Polygon gave Rory McIlroy PGA Tour a 6 out of 10; the game was praised for the improvements brought by its new engine (including its visual appearance, short loading times, and ball physics), the new putting system, its career progression, which now allowed players to "[deepen their] package of abilities instead of forcing him or her to be pure power, pure accuracy or down the middle", "lifelike" crowds, Golf Channel commentators that were "much more conversational than the wooden and overacted delivery of Jim Nantz", albeit somewhat repetitive. The game was criticized for its lack of courses and events (with only two of the Men's majors represented, and the removal of LPGA events and all but one Web.com Tour event), limited character creation options, as well as the removal of features that were present in previous editions of the PGA Tour franchise. The challenge mode was considered fun, but not comparable to modes in previous installments that focused on the history of golf. As a result, Polygon concluded that Rory McIlroy PGA Tour was "a smooth-playing game of golf, which makes the inability to use its new gameplay on the old features fans loved even more regrettable."

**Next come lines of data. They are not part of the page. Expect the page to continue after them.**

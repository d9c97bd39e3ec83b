use crate::errors::GameError;
use crate::player::PlayerAction as A;

#[derive(Debug, Clone, Copy, PartialEq, Eq)]
pub enum ValidatedAction {
    Fold,
    Check,
    Call(u32),
    Bet(u32),
    Raise(u32),
    AllIn(u32),
}

impl From<ValidatedAction> for A {
    fn from(action: ValidatedAction) -> Self {
        match action {
            ValidatedAction::Fold => A::Fold,
            ValidatedAction::Check => A::Check,
            ValidatedAction::Call(_) => A::Call,
            ValidatedAction::Bet(amount) => A::Bet(amount),
            ValidatedAction::Raise(amount) => A::Raise(amount),
            ValidatedAction::AllIn(_) => A::AllIn,
        }
    }
}

impl ValidatedAction {
    /// Chips this action moves from the stack into the pot.
    pub fn chips(&self) -> u32 {
        match *self {
            ValidatedAction::Fold | ValidatedAction::Check => 0,
            ValidatedAction::Call(c)
            | ValidatedAction::Bet(c)
            | ValidatedAction::Raise(c)
            | ValidatedAction::AllIn(c) => c,
        }
    }
}

/// Smallest legal bet (nothing to call) or raise (facing `to_call`), capped at the stack.
///
/// A bet opens for at least one big blind; a raise must put in at least twice
/// the amount owed.
pub fn min_bet_or_raise(stack: u32, to_call: u32, big_blind: u32) -> u32 {
    if to_call == 0 {
        big_blind.min(stack)
    } else {
        to_call.saturating_mul(2).min(stack)
    }
}

/// Validates a player action according to betting rules and stack size.
///
/// Converts a [`crate::player::PlayerAction`] into a [`ValidatedAction`].
/// Nothing is mutated here; a rejected action leaves the hand untouched.
///
/// # Arguments
///
/// * `stack` - Player's remaining chip stack
/// * `to_call` - Chips the player owes to match the current bet
/// * `big_blind` - Big blind of the table, the minimum opening bet
/// * `action` - The action the player wishes to perform
///
/// # Errors
///
/// - [`GameError::IllegalAction`] - the action does not fit the betting state
///   (check facing a bet, raise with nothing to raise, bet or raise below the minimum)
/// - [`GameError::InvalidAmount`] - a bet or raise of zero or of more chips than the stack
///
/// # Examples
///
/// ```
/// use holdem_engine::rules::{validate_action, ValidatedAction};
/// use holdem_engine::player::PlayerAction;
///
/// // Call with sufficient stack
/// let result = validate_action(1000, 40, 40, PlayerAction::Call);
/// assert_eq!(result, Ok(ValidatedAction::Call(40)));
///
/// // Calling with a short stack is an all-in call
/// let result = validate_action(30, 40, 40, PlayerAction::Call);
/// assert_eq!(result, Ok(ValidatedAction::AllIn(30)));
/// ```
///
/// ```
/// use holdem_engine::rules::validate_action;
/// use holdem_engine::player::PlayerAction;
/// use holdem_engine::errors::GameError;
///
/// // Check when facing a bet
/// let result = validate_action(1000, 40, 40, PlayerAction::Check);
/// assert!(matches!(result, Err(GameError::IllegalAction(_))));
///
/// // Raise with no outstanding bet
/// let result = validate_action(1000, 0, 40, PlayerAction::Raise(80));
/// assert!(matches!(result, Err(GameError::IllegalAction(_))));
/// ```
pub fn validate_action(
    stack: u32,
    to_call: u32,
    big_blind: u32,
    action: A,
) -> Result<ValidatedAction, GameError> {
    match action {
        A::Fold => Ok(ValidatedAction::Fold),
        A::Check => {
            if to_call == 0 {
                Ok(ValidatedAction::Check)
            } else {
                Err(GameError::illegal(format!(
                    "cannot check facing {to_call} chips"
                )))
            }
        }
        A::Call => {
            if to_call == 0 {
                Err(GameError::illegal("nothing to call"))
            } else if stack <= to_call {
                Ok(ValidatedAction::AllIn(stack))
            } else {
                Ok(ValidatedAction::Call(to_call))
            }
        }
        A::Bet(amount) => {
            if to_call > 0 {
                return Err(GameError::illegal(format!(
                    "a bet of {to_call} chips is already outstanding"
                )));
            }
            check_amount(amount, stack)?;
            let minimum = min_bet_or_raise(stack, to_call, big_blind);
            if amount == stack {
                Ok(ValidatedAction::AllIn(stack))
            } else if amount < minimum {
                Err(GameError::illegal(format!(
                    "bet of {amount} is below the minimum of {minimum}"
                )))
            } else {
                Ok(ValidatedAction::Bet(amount))
            }
        }
        A::Raise(amount) => {
            if to_call == 0 {
                return Err(GameError::illegal("no bet to raise"));
            }
            if stack <= to_call {
                return Err(GameError::illegal(format!(
                    "stack of {stack} cannot raise over {to_call}"
                )));
            }
            check_amount(amount, stack)?;
            let minimum = min_bet_or_raise(stack, to_call, big_blind);
            if amount == stack {
                Ok(ValidatedAction::AllIn(stack))
            } else if amount < minimum {
                Err(GameError::illegal(format!(
                    "raise of {amount} is below the minimum of {minimum}"
                )))
            } else {
                Ok(ValidatedAction::Raise(amount))
            }
        }
        A::AllIn => {
            if stack == 0 {
                Err(GameError::illegal("no chips left to push"))
            } else {
                Ok(ValidatedAction::AllIn(stack))
            }
        }
    }
}

fn check_amount(amount: u32, stack: u32) -> Result<(), GameError> {
    if amount == 0 {
        Err(GameError::amount("amount must be positive"))
    } else if amount > stack {
        Err(GameError::amount(format!(
            "{amount} exceeds the remaining stack of {stack}"
        )))
    } else {
        Ok(())
    }
}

IGN was similarly negative, giving the game a 5.5 out of 10; although praising the new swing modes and assists for allowing players to customize gameplay to better suit their play style, and the new Frostbite engine for being "appreciably superior than the links of the last generation—even if some of the textures are a little flat and a lot of the course features tend to pop in around the path of the ball's flight", Rory McIlroy PGA Tour was criticized for its lack of content and the removal of features that were present in previous installments of EA Sports' PGA Tour franchise. The lack of features was most apparent in career mode, which saw the removal of bonus objectives, practice rounds, career schedules and the trophy room among others, joking that "if a professional career in golf was really this unrewarding and directionless, Rory McIlroy would probably have set his sights on a Master's in Accounting rather than the one in Augusta." They concluded that "concessions are often made when sports games straddle the gap between console generations old and new, but considering the two year wait for a game that is only being released on current-gen hardware, the rampant slash and burn of its feature set is particularly galling. EA Tiburon has managed to create a golf game with plenty of holes in it; just not the kind that fans will relish."

Aggregate score
| Aggregator | Score |  |
| PS4 | Xbox One |
| Metacritic | 61/100 | 60/100 |

Review scores
| Publication | Score |  |
| PS4 | Xbox One |
| Electronic Gaming Monthly | N/A | 6.5/10 |
| Game Informer | 7/10 | N/A |
| GameRevolution | 2.5/5 | N/A |
| GameSpot | 4/10 | N/A |
| GamesRadar+ | N/A | 3/5 |
| IGN | 5.5/10 | N/A |
| Polygon | N/A | 6/10 |
| VideoGamer.com | 5/10 | N/A |

== Shutdown ==
The online services shut down on January 16, 2025. This made users unable to access any online multiplayer features of the game.